Commissioner Oxendine then questions whether the high risk pools, which are supposed to go away when carriers are obliged to accept all applicants regardless of their existing medical conditions will really be a temporary program. Consequently, he writes, “I cannot commit the State of Georgia to implement a federal high risk pool program that is part of a broader insurance scheme which I believe the Supreme Court will hold to be unconstitutional, leads to the further expansion of the federal government, undermines the financial security of our nation, and potentially commits the state of Georgia to future financial obligations.” He then ends his political attack on the health care reform plan Secretary Sebelius worked hard to enact as only politicians can: “With kindest personal regards ….”

My point for going into all this is not to comment on the merits of Commissioner Oxendine’s position (some of his arguments are overblown; some legitimate). Rather the letter strikes me as evidence that implementing health care reform – even the so-called “easy parts” – is going to be an extremely rocky road.

Keep in mind, Commissioner Oxendine’s letter does not mean Georgians in need will be denied access to a high risk pool. As Mr. Sean reports, the law allows HHS to contract with a qualified non-profit entity to run the pool if the state declines to do so. In this regard, Commissioner Oxendine is playing the equivalent of a candidate’s free card. He gets to use his state office to attack the federal government and the Administration’s health care reform plan without doing anything more than inconveniencing that federal government and some of his state’s citizens.
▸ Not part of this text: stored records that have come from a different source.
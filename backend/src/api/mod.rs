//! API handlers.

pub mod message;
pub mod root;
pub mod sse;
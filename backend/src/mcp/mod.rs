//! MCP (Model Context Protocol) over SSE.
//!
//! This module implements the HTTP+SSE transport: a client opens a
//! long-lived event stream, learns its session ID from the first event, and
//! POSTs JSON-RPC messages addressed to that session. Replies and
//! server-initiated messages travel back on the stream.
//!
//! ## Endpoints
//!
//! - `GET /sse` - Open a session stream
//! - `POST /message?sessionId=...` - Submit a message to an open session
//!
//! ## Session Management
//!
//! Sessions live in the [`SessionRegistry`] from the moment their stream
//! opens until it closes, whether the client disconnects or the server
//! drains on shutdown.

pub mod handler;
pub mod registry;
pub mod transport;

pub use handler::{Dispatched, Dispatcher, DispatcherFactory, McpHandler, McpHandlerFactory};
pub use registry::{RegistryError, SessionRegistry, SessionSummary};
pub use transport::{SessionHandle, SessionStream, SseTransport, TransportError};
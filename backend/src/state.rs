//! Application state management.

use chrono::{DateTime, SecondsFormat, Utc};
use relay_types::RunData;
use std::sync::Arc;
use tracing::info;
use uuid::Uuid;

use crate::audit::{AuditSink, JsonlAuditSink, NoopAuditSink};
use crate::config::Config;
use crate::error::GatewayError;
use crate::mcp::{
    DispatcherFactory, McpHandlerFactory, RegistryError, SessionRegistry, SessionStream,
    SseTransport,
};

/// Path clients POST their messages to.
pub const MESSAGE_PATH: &str = "/message";

/// Informational metadata about this run.
#[derive(Debug, Clone)]
pub struct RunInfo {
    pub run_id: String,
    pub actor_id: Option<String>,
    pub started_at: DateTime<Utc>,
    /// Base URL clients use to reach this server
    pub public_url: String,
}

impl RunInfo {
    pub fn new(run_id: impl Into<String>, public_url: impl Into<String>) -> Self {
        Self {
            run_id: run_id.into(),
            actor_id: None,
            started_at: Utc::now(),
            public_url: public_url.into(),
        }
    }

    pub fn from_config(config: &Config) -> Self {
        Self {
            actor_id: config.actor_id.clone(),
            ..Self::new(config.run_id.clone(), config.public_url.clone())
        }
    }

    pub fn to_run_data(&self) -> RunData {
        RunData {
            actor_id: self.actor_id.clone(),
            run_id: self.run_id.clone(),
            started_at: self.started_at.to_rfc3339_opts(SecondsFormat::Millis, true),
        }
    }
}

impl Default for RunInfo {
    fn default() -> Self {
        Self::new(
            Uuid::new_v4().to_string(),
            format!("http://localhost:{}", relay_types::DEFAULT_PORT),
        )
    }
}

/// Shared application state.
#[derive(Clone)]
pub struct AppState {
    inner: Arc<AppStateInner>,
}

struct AppStateInner {
    /// Live sessions, indexed by ID
    registry: SessionRegistry,
    /// Creates one dispatcher per session
    dispatchers: Arc<dyn DispatcherFactory>,
    /// Records every outbound message
    audit: Arc<dyn AuditSink>,
    run: RunInfo,
}

impl AppState {
    /// Create new application state with the given collaborators.
    pub fn new(
        run: RunInfo,
        dispatchers: Arc<dyn DispatcherFactory>,
        audit: Arc<dyn AuditSink>,
    ) -> Self {
        Self {
            inner: Arc::new(AppStateInner {
                registry: SessionRegistry::new(),
                dispatchers,
                audit,
                run,
            }),
        }
    }

    /// Create state for a configured server using the built-in dispatcher.
    pub fn from_config(config: &Config) -> Self {
        let audit: Arc<dyn AuditSink> = match config.audit_path {
            Some(ref path) => Arc::new(JsonlAuditSink::new(path)),
            None => {
                info!("Audit trail disabled");
                Arc::new(NoopAuditSink)
            }
        };
        Self::new(
            RunInfo::from_config(config),
            Arc::new(McpHandlerFactory::default()),
            audit,
        )
    }

    pub fn registry(&self) -> &SessionRegistry {
        &self.inner.registry
    }

    pub fn run(&self) -> &RunInfo {
        &self.inner.run
    }

    /// Open a new session and register it.
    ///
    /// Returns the stream to serve as the SSE response body. Dropping the
    /// stream closes the session.
    pub fn open_session(&self) -> Result<SessionStream, GatewayError> {
        let session_id = Uuid::new_v4().to_string();
        let (transport, stream) = SseTransport::open(
            session_id.clone(),
            MESSAGE_PATH,
            self.inner.registry.clone(),
            self.inner.dispatchers.as_ref(),
            self.inner.audit.clone(),
        );
        match self.inner.registry.register(session_id, transport) {
            Ok(()) => Ok(stream),
            Err(RegistryError::Closed) => Err(GatewayError::ShuttingDown),
            Err(e) => Err(GatewayError::Internal(e.into())),
        }
    }
}

impl Default for AppState {
    fn default() -> Self {
        Self::new(
            RunInfo::default(),
            Arc::new(McpHandlerFactory::default()),
            Arc::new(NoopAuditSink),
        )
    }
}
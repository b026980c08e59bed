//! Root endpoint: readiness probe and help.

use axum::{
    extract::State,
    http::{HeaderMap, StatusCode},
    response::{IntoResponse, Response},
    Json,
};
use relay_types::{HelpResponse, ReadyResponse, HEADER_READINESS_PROBE};
use tracing::{debug, info};

use crate::state::AppState;

/// Readiness probe or help message.
///
/// A request carrying the `X-Readiness-Probe` header is answered immediately
/// without touching any session state. Otherwise returns how to connect,
/// plus metadata about this run.
#[utoipa::path(
    get,
    path = "/",
    tag = "gateway",
    params(
        ("X-Readiness-Probe" = Option<String>, Header, description = "Marks the request as a readiness probe")
    ),
    responses(
        (status = 200, description = "Ready acknowledgment or help message", body = HelpResponse),
        (status = 403, description = "Server is in lockdown", body = relay_types::ErrorResponse)
    )
)]
pub async fn root(State(state): State<AppState>, headers: HeaderMap) -> Response {
    if headers.contains_key(HEADER_READINESS_PROBE) {
        debug!("Received readiness probe");
        return (StatusCode::OK, Json(ReadyResponse::ready())).into_response();
    }

    info!("Received GET message at root");
    let run = state.run();
    Json(HelpResponse {
        message: format!(
            "Actor is using Model Context Protocol. Connect to {}/sse to establish a connection.",
            run.public_url
        ),
        data: run.to_run_data(),
    })
    .into_response()
}
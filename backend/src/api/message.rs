//! Message submission endpoint.

use axum::{
    body::Bytes,
    extract::{
        rejection::{BytesRejection, QueryRejection},
        Query, State,
    },
    http::StatusCode,
    response::{IntoResponse, Response},
    Json,
};
use serde::Deserialize;
use tracing::{debug, info};
use utoipa::IntoParams;

use crate::error::GatewayError;
use crate::state::AppState;

#[derive(Debug, Deserialize, IntoParams)]
#[serde(rename_all = "camelCase")]
pub struct MessageQuery {
    /// Session ID announced in the stream's `endpoint` event
    pub session_id: Option<String>,
}

/// Submit a JSON-RPC message to an open session.
///
/// Replies are normally delivered on the session's event stream, in which
/// case this returns `202 Accepted`. A dispatcher may also answer directly,
/// which returns the reply with `200 OK`.
#[utoipa::path(
    post,
    path = "/message",
    tag = "gateway",
    params(MessageQuery),
    request_body(content = String, description = "JSON-RPC 2.0 message", content_type = "application/json"),
    responses(
        (status = 200, description = "Direct reply from the dispatcher"),
        (status = 202, description = "Message accepted, replies follow on the stream"),
        (status = 400, description = "Missing session ID or malformed message", body = relay_types::ErrorEnvelope),
        (status = 404, description = "Session not found", body = relay_types::ErrorEnvelope),
        (status = 413, description = "Message body too large", body = relay_types::ErrorEnvelope),
        (status = 500, description = "Internal server error", body = relay_types::ErrorEnvelope)
    )
)]
pub async fn post_message(
    State(state): State<AppState>,
    query: Result<Query<MessageQuery>, QueryRejection>,
    body: Result<Bytes, BytesRejection>,
) -> Result<Response, GatewayError> {
    info!("Received POST message at /message");

    let session_id = query
        .ok()
        .and_then(|Query(q)| q.session_id)
        .filter(|id| !id.is_empty())
        .ok_or(GatewayError::MissingSessionId)?;

    let transport = state
        .registry()
        .lookup(&session_id)
        .ok_or_else(|| GatewayError::SessionNotFound(session_id.clone()))?;

    let body = body.map_err(|rejection| {
        if rejection.status() == StatusCode::PAYLOAD_TOO_LARGE {
            GatewayError::PayloadTooLarge
        } else {
            GatewayError::MalformedPayload(rejection.body_text())
        }
    })?;

    debug!("Received POST message for session {}", session_id);
    let dispatched = transport.handle_inbound(&body).await?;

    Ok(match dispatched.direct {
        Some(reply) => (StatusCode::OK, Json(reply)).into_response(),
        None => (StatusCode::ACCEPTED, "Accepted").into_response(),
    })
}
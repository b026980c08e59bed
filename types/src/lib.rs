//! Shared types for the relay gateway.
//!
//! This crate contains the JSON-RPC wire types and the HTTP API payloads
//! shared between the gateway and its clients.

/// Default port for the relay server.
pub const DEFAULT_PORT: u16 = 3001;

/// Header that marks a request as a readiness probe.
pub const HEADER_READINESS_PROBE: &str = "x-readiness-probe";

pub mod api;
pub mod jsonrpc;

pub use api::{ErrorResponse, HelpResponse, ReadyResponse, RunData};
pub use jsonrpc::{ErrorEnvelope, JsonRpcError, JsonRpcMessage, JsonRpcRequest, JsonRpcResponse};
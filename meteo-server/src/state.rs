use std::fmt;
use std::sync::Arc;

use meteo_core::WeatherUpstream;

/// Shared handler state.
///
/// Cloned per request; the upstream itself is shared behind an [`Arc`].
#[derive(Clone)]
pub struct AppState {
    upstream: Arc<dyn WeatherUpstream>,
}

impl AppState {
    pub fn new<U>(upstream: U) -> Self
    where
        U: WeatherUpstream + 'static,
    {
        Self {
            upstream: Arc::new(upstream),
        }
    }

    /// Wraps an upstream that is already shared, e.g. one a test keeps a
    /// handle to.
    pub fn from_shared(upstream: Arc<dyn WeatherUpstream>) -> Self {
        Self { upstream }
    }

    pub fn upstream(&self) -> &dyn WeatherUpstream {
        self.upstream.as_ref()
    }
}

impl fmt::Debug for AppState {
    fn fmt(&self, f: &mut fmt::Formatter<'_>) -> fmt::Result {
        f.debug_struct("AppState").finish_non_exhaustive()
    }
}
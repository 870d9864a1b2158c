use axum::{Router, routing::get};
use http::Method;
use meteo_configuration::{ConfigError, CorsConfig};
use tower_http::cors::{AllowOrigin, CorsLayer};
use tower_http::trace::TraceLayer;

use crate::handlers;
use crate::state::AppState;

/// Builds the application router with request tracing.
///
/// CORS is left to the caller, see [`cors_layer`].
pub fn router(state: AppState) -> Router {
    Router::new()
        .route("/weather", get(handlers::weather))
        .route("/health", get(handlers::health))
        .with_state(state)
        .layer(TraceLayer::new_for_http())
}

/// CORS layer allowing `GET` from the configured origins.
pub fn cors_layer(config: &CorsConfig) -> Result<CorsLayer, ConfigError> {
    let origins = config.origins()?;
    Ok(CorsLayer::new()
        .allow_origin(AllowOrigin::list(origins))
        .allow_methods([Method::GET]))
}
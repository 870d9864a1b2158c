use std::path::PathBuf;

use meteo_reqwest::BuildError;
use thiserror::Error;

/// Errors raised while loading or applying configuration.
#[derive(Debug, Error)]
pub enum ConfigError {
    /// The configuration file could not be read.
    #[error("failed to read config file {path}: {source}")]
    Io {
        path: PathBuf,
        #[source]
        source: std::io::Error,
    },

    /// The configuration file is not valid YAML for [`ServerConfig`](crate::ServerConfig).
    #[error("failed to parse config: {0}")]
    Parse(String),

    /// No provider API key in the file nor in `OPENWEATHERMAP_API_KEY`.
    #[error("missing upstream api key: set upstream.api_key or OPENWEATHERMAP_API_KEY")]
    MissingApiKey,

    /// An upstream timeout of zero would fail every request.
    #[error("upstream timeout must be greater than zero")]
    ZeroTimeout,

    /// A CORS origin is not a valid header value or not an http(s) origin.
    #[error("invalid CORS origin {0:?}")]
    InvalidOrigin(String),

    /// An environment variable holds a value that cannot be parsed.
    #[error("invalid value for {name}: {reason}")]
    InvalidEnv { name: &'static str, reason: String },

    /// The upstream client could not be built from this configuration.
    #[error(transparent)]
    Client(#[from] BuildError),
}
use std::fmt;
use std::time::Duration;

use meteo_reqwest::{
    DEFAULT_BASE_URL, DEFAULT_TIMEOUT, DEFAULT_UNITS, OpenWeatherMapClient,
};
use serde::{Deserialize, Serialize};

use crate::error::ConfigError;

/// Weather provider settings.
#[derive(Clone, Deserialize, Serialize, PartialEq, Eq)]
#[serde(default, deny_unknown_fields)]
pub struct UpstreamConfig {
    /// Provider root, e.g. `http://api.openweathermap.org`.
    pub base_url: String,
    /// Provider API key. Usually supplied through the environment.
    #[serde(skip_serializing_if = "Option::is_none")]
    pub api_key: Option<String>,
    /// Per-request timeout (e.g. "5s", "1500ms").
    #[serde(with = "humantime_serde")]
    pub timeout: Duration,
    /// Unit system requested from the provider.
    pub units: String,
}

impl Default for UpstreamConfig {
    fn default() -> Self {
        Self {
            base_url: DEFAULT_BASE_URL.to_string(),
            api_key: None,
            timeout: DEFAULT_TIMEOUT,
            units: DEFAULT_UNITS.to_string(),
        }
    }
}

impl fmt::Debug for UpstreamConfig {
    fn fmt(&self, f: &mut fmt::Formatter<'_>) -> fmt::Result {
        f.debug_struct("UpstreamConfig")
            .field("base_url", &self.base_url)
            .field("api_key", &self.api_key.as_ref().map(|_| "***"))
            .field("timeout", &self.timeout)
            .field("units", &self.units)
            .finish()
    }
}

impl UpstreamConfig {
    /// The API key, if one is configured and not blank.
    pub fn api_key(&self) -> Option<&str> {
        self.api_key
            .as_deref()
            .map(str::trim)
            .filter(|key| !key.is_empty())
    }

    pub(crate) fn validate(&self) -> Result<(), ConfigError> {
        if self.api_key().is_none() {
            return Err(ConfigError::MissingApiKey);
        }
        if self.timeout.is_zero() {
            return Err(ConfigError::ZeroTimeout);
        }
        Ok(())
    }

    /// Builds the provider client, optionally sharing an existing reqwest client.
    pub fn into_client(
        self,
        http: Option<meteo_reqwest::reqwest::Client>,
    ) -> Result<OpenWeatherMapClient, ConfigError> {
        let api_key = self.api_key().ok_or(ConfigError::MissingApiKey)?.to_string();

        let mut builder = OpenWeatherMapClient::builder()
            .api_key(api_key)
            .base_url(self.base_url)
            .units(self.units)
            .timeout(self.timeout);

        if let Some(http) = http {
            builder = builder.client(http);
        }

        Ok(builder.build()?)
    }
}

#[cfg(test)]
mod tests {
    use super::*;

    #[test]
    fn blank_api_key_counts_as_missing() {
        let config = UpstreamConfig {
            api_key: Some("   ".to_string()),
            ..Default::default()
        };
        assert_eq!(config.api_key(), None);
        assert!(matches!(config.validate(), Err(ConfigError::MissingApiKey)));
    }

    #[test]
    fn debug_hides_api_key() {
        let config = UpstreamConfig {
            api_key: Some("top-secret".to_string()),
            ..Default::default()
        };
        let rendered = format!("{config:?}");
        assert!(!rendered.contains("top-secret"), "{rendered}");
    }

    #[test]
    fn into_client_uses_configured_endpoint() {
        let config = UpstreamConfig {
            base_url: "http://localhost:9999/".to_string(),
            api_key: Some("k".to_string()),
            timeout: Duration::from_millis(1500),
            ..Default::default()
        };
        let client = config.into_client(None).unwrap();
        assert_eq!(
            client.endpoint().as_str(),
            "http://localhost:9999/data/2.5/weather"
        );
        assert_eq!(client.timeout(), Duration::from_millis(1500));
    }

    #[test]
    fn into_client_accepts_shared_http_client() {
        let config = UpstreamConfig {
            api_key: Some("k".to_string()),
            ..Default::default()
        };
        let http = meteo_reqwest::reqwest::Client::new();
        let client = config.into_client(Some(http)).unwrap();
        assert_eq!(client.timeout(), DEFAULT_TIMEOUT);
        assert_eq!(
            client.endpoint().as_str(),
            "http://api.openweathermap.org/data/2.5/weather"
        );
    }

    #[test]
    fn into_client_rejects_bad_url() {
        let config = UpstreamConfig {
            base_url: "::::".to_string(),
            api_key: Some("k".to_string()),
            ..Default::default()
        };
        assert!(matches!(
            config.into_client(None),
            Err(ConfigError::Client(_))
        ));
    }
}
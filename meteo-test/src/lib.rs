#![doc = include_str!("../README.md")]

pub mod core;
pub mod steps;

pub use crate::core::MeteoWorld;
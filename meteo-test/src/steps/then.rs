use anyhow::{Error, anyhow, ensure};
use cucumber::gherkin::Step;
use cucumber::then;
use serde_json::Value;

use crate::core::{MeteoWorld, StepExt, TEST_API_KEY};

#[then(expr = "response status is {int}")]
fn response_status(world: &mut MeteoWorld, status: u16) -> Result<(), Error> {
    let actual = world.response()?.status_code().as_u16();
    ensure!(
        actual == status,
        "Response status {actual} does not match expected {status}"
    );
    Ok(())
}

#[then("response body is empty")]
fn response_body_empty(world: &mut MeteoWorld) -> Result<(), Error> {
    let body = world.response()?.text();
    ensure!(body.is_empty(), "expected empty body, got {body:?}");
    Ok(())
}

#[then(expr = "response body is {string}")]
fn response_body_text(world: &mut MeteoWorld, expected: String) -> Result<(), Error> {
    let body = world.response()?.text();
    ensure!(body == expected, "expected body {expected:?}, got {body:?}");
    Ok(())
}

#[then("response json is:")]
fn response_json(world: &mut MeteoWorld, step: &Step) -> Result<(), Error> {
    let expected = step
        .docstring_content()
        .ok_or_else(|| anyhow!("expected json not provided"))?;
    let expected: Value = serde_json::from_str(&expected)?;
    let body = world.response()?.text();
    let actual: Value = serde_json::from_str(&body)
        .map_err(|e| anyhow!("Failed to parse response body as JSON: {e}: {body:?}"))?;
    pretty_assertions::assert_eq!(actual, expected);
    Ok(())
}

#[then(expr = "response header {string} is {string}")]
fn response_header(world: &mut MeteoWorld, name: String, expected: String) -> Result<(), Error> {
    let response = world.response()?;
    let value = response
        .headers()
        .get(name.as_str())
        .ok_or_else(|| anyhow!("header {name} missing"))?
        .to_str()?;
    ensure!(value == expected, "header {name} is {value:?}, expected {expected:?}");
    Ok(())
}

#[then(expr = "the provider received {int} request(s)")]
async fn provider_request_count(world: &mut MeteoWorld, expected: usize) -> Result<(), Error> {
    let received = world
        .mock()
        .await?
        .received_requests()
        .await
        .ok_or_else(|| anyhow!("request recording is disabled"))?;
    ensure!(
        received.len() == expected,
        "provider received {} requests, expected {expected}",
        received.len()
    );
    Ok(())
}

#[then(expr = "the provider was asked for {string}")]
async fn provider_asked_for(world: &mut MeteoWorld, city: String) -> Result<(), Error> {
    let received = world
        .mock()
        .await?
        .received_requests()
        .await
        .ok_or_else(|| anyhow!("request recording is disabled"))?;
    let request = received
        .last()
        .ok_or_else(|| anyhow!("provider received no requests"))?;

    let param = |name: &str| {
        request
            .url
            .query_pairs()
            .find(|(key, _)| key == name)
            .map(|(_, value)| value.into_owned())
    };
    ensure!(param("q").as_deref() == Some(city.as_str()), "q was {:?}", param("q"));
    ensure!(
        param("appid").as_deref() == Some(TEST_API_KEY),
        "appid was {:?}",
        param("appid")
    );
    ensure!(
        param("units").as_deref() == Some("metric"),
        "units was {:?}",
        param("units")
    );
    Ok(())
}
What’s not to like?

Then there’s the coming Twilight Zone episode: Those enrolled in state high risk pools will be ineligible to participate in the new federally-funded program even though the coverage will be better than what they currently receive and less expensive than what they currently pay.

The reason, as reported by the Associated Press, is that only individuals who have gone at least six months without health insurance coverage are eligible for the federally subsidized high-risk coverage. Allowing the 200,000 individuals with coverage through state pools to move to the federal program would dramatically increase the cost of the new high risk pools. So unless they’re willing to drop their current coverage for six months (unlikely given that the high risk pool coverage is generally desperately needed to pay existing medical costs) current high-risk enrollees are “locked in” to their current coverage.

The good news, of course, if for the 375,000 people the Associated Press reports are expected to sign up for the new high risk insurance program. For them, the program could well be a lifeline that gets them to 2014 (when such programs will presumably be unnecessary) with their finances intact.

But will the $5 billion be enough to fund the program to 2014? Not likely. The federal pool will operate alongside existing state pools while HHS will create a national program to serve residents of states with no existing pools or who opt out of the program. Funding the program for nearly four years may prove a more extensive task than Congress has budgeted. The Associated Press article describes a letter from Medicare economists warning that “the program could go through $4 billion in its first year and run out of money as early as 2011.”

If correct there are three likely alternatives. Starting with the least likely:

  1. Require the states to pony up money (making Commissioner Oxendine a prophet).
  2. Reduce the benefits provided to enrollees and increase their premiums, making the federal high risk pool look more like the state versions.
  3. Pump more federal dollars into the program.

There are numerous moving pieces in the new health care reform legislation. High risk pools should be one of the easy ones. After all, high risk pools are a generally accepted, reasonably popular approach to reducing the number of uninsured Americans. As Commissioner Oxendine’s letter, the disappointment those in current state pools will feel, and the inadequate funding allocated to creating the new federal program all indicate, when it comes to health care reform, nothing seems to be easy.